In recently observed attacks, the jRAT backdoor was using crypter services hosted on the dark web to evade detection, Trustwave security researchers have discovered.
Also known as Adwind, AlienSpy, Frutas, Unrecom, and Sockrat, the jRAT malware is a Windows-based Remote Access Trojan (RAT) discovered several years ago that has already infected
nearly half a million users between 2013 and 2016. The threat has been hitting organizations
all around the world and was recently spotted as part of
an ongoing campaign.
jRAT allows its operators to control it remotely to achieve complete control of the infected system. With the help of this backdoor, attackers can capture keystrokes, exfiltrate credentials, take screenshots, and access the computer’s webcam, in addition to executing binaries on the victim’s system.
“It is highly configurable to whatever the attacker's motive may be. jRAT has been commercially available to the public as a RAT-as-a-service business model for as little as $20 for a one-month use,” Trustwave
notes.
Starting early this year, Trustwave security researchers observed a spike in spam messages delivering the malware and also noticed that security reports tend to misclassify the Java-based RAT due to the use of said crypter service.
The malware was being distributed through malicious emails carrying either an attachment or a link. The emails would pose as invoices, quotation requests, remittance notices, shipment notifications, and payment notices.
The recently analyzed samples, the researchers say, revealed that the same tool or service was used to obfuscate all of them.

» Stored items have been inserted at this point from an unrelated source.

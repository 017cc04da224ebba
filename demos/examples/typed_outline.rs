// Copyright 2025 the Understory Authors
// SPDX-License-Identifier: Apache-2.0 OR MIT

//! Typed attribute selection over a file tree with mixed row kinds.
//!
//! Files expose `name`, `size`, and `modified` columns while folders only
//! expose `name`, so "fully selected" is judged per kind.
//!
//! Run:
//! - `cargo run -p understory_demos --example typed_outline`

use std::collections::HashMap;

use understory_selection::{AttrKeyTable, TypedAttrSelector, TypedAttrs};

#[derive(Clone, Copy, Debug, PartialEq, Eq, Hash)]
enum Kind {
    File,
    Folder,
}

#[derive(Debug)]
struct Node {
    kind: Kind,
    depth: usize,
}

/// Paths no longer in the tree are treated as files.
fn kind_of(node: Option<&Node>) -> Kind {
    node.map_or(Kind::File, |node| node.kind)
}

fn main() {
    tracing_subscriber::fmt()
        .with_max_level(tracing::Level::TRACE)
        .init();

    let mut tree: Vec<(&str, Node)> = vec![
        ("src", Node { kind: Kind::Folder, depth: 0 }),
        ("src/lib.rs", Node { kind: Kind::File, depth: 1 }),
        ("src/item.rs", Node { kind: Kind::File, depth: 1 }),
        ("Cargo.toml", Node { kind: Kind::File, depth: 0 }),
    ];
    for (path, node) in &tree {
        println!("{:indent$}{path} ({:?})", "", node.kind, indent = node.depth * 2);
    }

    let columns: AttrKeyTable<Kind, &str> = [
        (Kind::File, vec!["name", "size", "modified"]),
        (Kind::Folder, vec!["name"]),
    ]
    .into();

    let mut selector =
        TypedAttrSelector::<&str, _, _, _>::new(&tree, kind_of, columns)
            .with_on_updated(|selector| {
                let mut per_kind: HashMap<Kind, usize> = HashMap::new();
                for (_, entry) in selector.selected().iter() {
                    *per_kind.entry(entry.kind).or_default() += 1;
                }
                println!("  selected per kind: {per_kind:?}");
            });

    selector.select("src", "name", false);
    selector.select("src/lib.rs", "size", true);
    selector.multi_select(
        [(
            "Cargo.toml",
            TypedAttrs::new(Kind::File, ["name", "size", "modified"]),
        )],
        true,
    );
    println!(
        "fully selected: {:?}",
        selector.all_attrs_selected().collect::<Vec<_>>()
    );

    let snapshot = selector.create_snapshot();
    drop(selector);

    // Rows can come and go between calls; a stale snapshot still restores.
    tree.retain(|(path, _)| *path != "src/lib.rs");
    let mut selector = TypedAttrSelector::new(
        &tree,
        kind_of,
        [(Kind::File, vec!["name", "size", "modified"]), (Kind::Folder, vec!["name"])],
    );
    selector.restore(snapshot);
    println!("kind of src/lib.rs after restore: {:?}", selector.kind_of(&"src/lib.rs"));

    selector.select_all(true);
    println!("everything selected: {}", selector.is_all_selected());
}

Furthermore, all of them attempted to download a JAR file from a Tor domain that turned out to be a service hosted by QUAverse.
QUAverse (QUA) is linked to QRAT, a RAT-as-a-service platform developed in 2015 which is seen as one of jRAT's competitors. The presence of these artifacts were able to set investigators on the wrong path, but the de-obfuscated and decrypted samples were found to be indeed jRAT samples.
What Trustwave discovered was that jRAT uses a service from QUAverse called Qrypter. This is a Crypter-as-a-Service platform that makes Java JAR applications fully undetectable by morphing variants of the same file. For a certain fee, the service morphs a client's JAR file periodically to avoid being detected by antivirus products.
“We believe that the service monitors multiple AV products pro-actively and once it determines that the malware variant is being detected, it then re-encrypts the file thus producing a new mutant variant that is undetectable for a certain time period,” Trustwave notes.
When executed, jRAT downloads a new, undetectable copy of itself from the service and drops it on the infected machine's %temp% directory. The malware then executes and installs the newly crypted jar file.
By using the Qrypter service, the backdoor leverages a third-party crypter feature that should allow it to become fully undetectable, the security researchers point out.
“While jRAT actors have been actively spamming malicious JAR files for several months, one of the hurdles in infecting their target is how easily they are being detected. Perhaps using the Qrypter service makes it easier for them to evade email gateways and antivirus engines,” Trustwave notes.